Write out each line of the entries exactly, starting at the first and finishing with the line that contains "willing to buffer.".

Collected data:
------------------------------------------------------------------------

pub mod config;
pub mod http;
pub mod mux;
pub mod relay;
pub mod sink;

pub use config::Config;
pub use http::{create_router, AppState};
pub use mux::{MuxError, MuxEvent, Segment, SegmentKind, Segmenter, TrackDescriptor, TrackKind};
pub use relay::{
    AccessToken, LifecycleState, RelayConfig, RelayError, RelayEvent, RelayLifecycle, RelayStatus,
    Resolution,
};
pub use sink::{RecorderConfig, SegmentRecorder, TrackFileMetadata};
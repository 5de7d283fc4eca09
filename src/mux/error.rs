//! Error types for the fragmented MP4 segmenter.

use super::boxes::FourCc;
use thiserror::Error;

/// Result type for segmenter operations.
pub type Result<T> = std::result::Result<T, MuxError>;

/// Errors raised while re-segmenting the transcoder's byte stream.
///
/// None of these are fatal: the segmenter resynchronises on the next
/// movie fragment and keeps accepting bytes.
#[derive(Debug, Error)]
pub enum MuxError {
    /// Bytes could not be parsed as ISO-BMFF.
    #[error("malformed stream: {0}")]
    MalformedStream(String),

    /// A chunk was appended past the end of the buffered stream.
    #[error("stream discontinuity: expected offset {expected}, got {got}")]
    Discontinuity { expected: u64, got: u64 },

    /// A box declared a size larger than the segmenter is willing to buffer.
    #[error("box {fourcc} of {size} bytes exceeds maximum {max}")]
    BoxTooLarge { fourcc: FourCc, size: u64, max: u64 },
}

impl MuxError {
    /// Create a malformed stream error.
    pub fn malformed(msg: impl Into<String>) -> Self {
        Self::MalformedStream(msg.into())
    }
}
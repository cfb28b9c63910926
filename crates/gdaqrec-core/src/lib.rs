//! gdaqrec-core: Core library for the GDAQRec status monitor
//!
//! GDAQRec signals that a recording is in progress by keeping a timestamp
//! file in the user's home directory. This library watches that file and
//! reports its contents, or `not recording` when it is absent.
//!
//! # Main Entry Points
//!
//! - [`status`] - Resolve, probe and poll the status file
//! - [`config`] - Poller configuration and defaults
//! - [`logging`] - Structured logging setup

pub mod config;
pub mod errors;
pub mod events;
pub mod logging;
pub mod status;

// Re-export commonly used types at crate root for convenience
pub use config::PollerConfig;
pub use errors::{ConfigError, GdaqError};
pub use status::errors::StatusError;
pub use status::handler::StatusPoller;
pub use status::source::{FsStatusSource, StatusSource};
pub use status::types::{NOT_RECORDING, PollOutcome, StatusFile};

// Re-export logging initialization
pub use logging::init_logging;
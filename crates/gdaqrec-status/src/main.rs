use gdaqrec_core::init_logging;

mod app;
mod commands;

fn main() -> Result<(), Box<dyn std::error::Error>> {
    let app = app::build_cli();
    let matches = app.get_matches();

    // Extract verbose flag before initializing logging
    let verbose = matches.get_flag("verbose");
    init_logging(verbose);

    commands::run_command(&matches)?;

    Ok(())
}
use std::error::Error;

/// Base trait for all application errors
pub trait GdaqError: Error + Send + Sync + 'static {
    /// Error code for programmatic handling
    fn error_code(&self) -> &'static str;

    /// Whether this error should be logged as an error or warning
    fn is_user_error(&self) -> bool {
        false
    }
}

#[derive(Debug, thiserror::Error)]
pub enum ConfigError {
    #[error("Could not resolve home directory to expand '{path}'")]
    HomeDirNotFound { path: String },

    #[error("Invalid configuration: {message}")]
    InvalidConfiguration { message: String },
}

impl GdaqError for ConfigError {
    fn error_code(&self) -> &'static str {
        match self {
            ConfigError::HomeDirNotFound { .. } => "PATH_RESOLUTION_FAILED",
            ConfigError::InvalidConfiguration { .. } => "INVALID_CONFIGURATION",
        }
    }

    fn is_user_error(&self) -> bool {
        matches!(self, ConfigError::InvalidConfiguration { .. })
    }
}

#[cfg(test)]
mod tests {
    use super::*;

    #[test]
    fn test_home_dir_not_found_display() {
        let error = ConfigError::HomeDirNotFound {
            path: "~/.GDAQRec_timestamp".to_string(),
        };
        assert_eq!(
            error.to_string(),
            "Could not resolve home directory to expand '~/.GDAQRec_timestamp'"
        );
        assert_eq!(error.error_code(), "PATH_RESOLUTION_FAILED");
        assert!(!error.is_user_error());
    }

    #[test]
    fn test_invalid_configuration() {
        let error = ConfigError::InvalidConfiguration {
            message: "poll interval must be greater than zero".to_string(),
        };
        assert_eq!(
            error.to_string(),
            "Invalid configuration: poll interval must be greater than zero"
        );
        assert_eq!(error.error_code(), "INVALID_CONFIGURATION");
        assert!(error.is_user_error());
    }
}
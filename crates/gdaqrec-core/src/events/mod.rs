use tracing::info;

pub fn log_app_startup() {
    info!(
        event = "core.app.startup_completed",
        version = env!("CARGO_PKG_VERSION")
    );
}
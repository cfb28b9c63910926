//! Default values for the poller configuration.

use crate::config::types::PollerConfig;
use std::time::Duration;

/// Status file written by GDAQRec while a recording is running.
pub const DEFAULT_STATUS_PATH: &str = "~/.GDAQRec_timestamp";

/// Poll every half second.
pub const DEFAULT_POLL_INTERVAL: Duration = Duration::from_millis(500);

impl Default for PollerConfig {
    fn default() -> Self {
        Self {
            status_path: DEFAULT_STATUS_PATH.to_string(),
            poll_interval: DEFAULT_POLL_INTERVAL,
        }
    }
}
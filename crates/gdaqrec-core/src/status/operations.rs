use std::io::Write;
use std::path::{Path, PathBuf};

use crate::config::PollerConfig;
use crate::errors::ConfigError;
use crate::status::errors::StatusError;
use crate::status::source::StatusSource;
use crate::status::types::{PollOutcome, StatusFile};

/// Expand a leading `~` in `path` to `home`.
///
/// Only `~` and `~/...` are expanded; `~user` forms and paths without a
/// leading tilde are returned unchanged.
pub fn expand_home(path: &str, home: Option<&Path>) -> Result<PathBuf, ConfigError> {
    let rest = if path == "~" {
        ""
    } else if let Some(rest) = path.strip_prefix("~/") {
        rest
    } else {
        return Ok(PathBuf::from(path));
    };

    let home = home.ok_or_else(|| ConfigError::HomeDirNotFound {
        path: path.to_string(),
    })?;

    if rest.is_empty() {
        Ok(home.to_path_buf())
    } else {
        Ok(home.join(rest))
    }
}

/// Resolve the configured status path against the current user's home directory.
pub fn resolve_status_path(config: &PollerConfig) -> Result<StatusFile, ConfigError> {
    let home = dirs::home_dir();
    let path = expand_home(&config.status_path, home.as_deref())?;
    Ok(StatusFile::new(path))
}

/// Check for the status file and read it if present.
///
/// A read that fails after the file was seen to exist is an error. It is
/// never reported as [`PollOutcome::NotRecording`].
pub fn probe<S: StatusSource + ?Sized>(
    source: &S,
    file: &StatusFile,
) -> Result<PollOutcome, StatusError> {
    let path = file.path();

    let exists = source
        .exists(path)
        .map_err(|e| StatusError::ExistenceCheckFailed {
            path: path.display().to_string(),
            source: e,
        })?;

    if !exists {
        return Ok(PollOutcome::NotRecording);
    }

    let contents = source.read(path).map_err(|e| StatusError::ReadFailed {
        path: path.display().to_string(),
        source: e,
    })?;

    Ok(PollOutcome::Recording { contents })
}

/// Write one poll result followed by a newline, then flush.
pub fn render<W: Write + ?Sized>(outcome: &PollOutcome, out: &mut W) -> Result<(), StatusError> {
    writeln!(out, "{}", outcome)
        .and_then(|()| out.flush())
        .map_err(|e| StatusError::OutputFailed { source: e })
}
use std::time::Duration;

/// Settings for a [`StatusPoller`](crate::status::handler::StatusPoller).
#[derive(Debug, Clone, PartialEq, Eq)]
pub struct PollerConfig {
    /// Location of the status file. A leading `~` is expanded to the home
    /// directory when the poller is initialized.
    pub status_path: String,

    /// Delay before every poll.
    pub poll_interval: Duration,
}
use clap::{Arg, ArgAction, Command};

pub fn build_cli() -> Command {
    Command::new("gdaqrec-status")
        .version(env!("CARGO_PKG_VERSION"))
        .about("Report whether GDAQRec is recording")
        .long_about("Polls ~/.GDAQRec_timestamp every half second. Prints the file's contents while it exists and 'not recording' otherwise. Runs until interrupted.")
        .arg(
            Arg::new("verbose")
                .short('v')
                .long("verbose")
                .help("Enable verbose logging output")
                .action(ArgAction::SetTrue),
        )
}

------------------------------------------------------------------------

• _ANSWER_:
pub mod config;
pub mod http;
pub mod mux;
pub mod relay;
pub mod sink;

pub use config::Config;
pub use http::{create_router, AppState};
pub use mux::{MuxError, MuxEvent, Segment, SegmentKind, Segmenter, TrackDescriptor, TrackKind};
pub use relay::{
    AccessToken, LifecycleState, RelayConfig, RelayError, RelayEvent, RelayLifecycle, RelayStatus,
    Resolution,
};
pub use sink::{RecorderConfig, SegmentRecorder, TrackFileMetadata};
repository 5de7d283fc4eca09
filename src/mux/error.rs
//! Error types for the fragmented MP4 segmenter.

use super::boxes::FourCc;
use thiserror::Error;

/// Result type for segmenter operations.
pub type Result<T> = std::result::Result<T, MuxError>;

/// Errors raised while re-segmenting the transcoder's byte stream.
///
/// None of these are fatal: the segmenter resynchronises on the next
/// movie fragment and keeps accepting bytes.
#[derive(Debug, Error)]
pub enum MuxError {
    /// Bytes could not be parsed as ISO-BMFF.
    #[error("malformed stream: {0}")]
    MalformedStream(String),

    /// A chunk was appended past the end of the buffered stream.
    #[error("stream discontinuity: expected offset {expected}, got {got}")]
    Discontinuity { expected: u64, got: u64 },

    /// A box declared a size larger than the segmenter is willing to buffer.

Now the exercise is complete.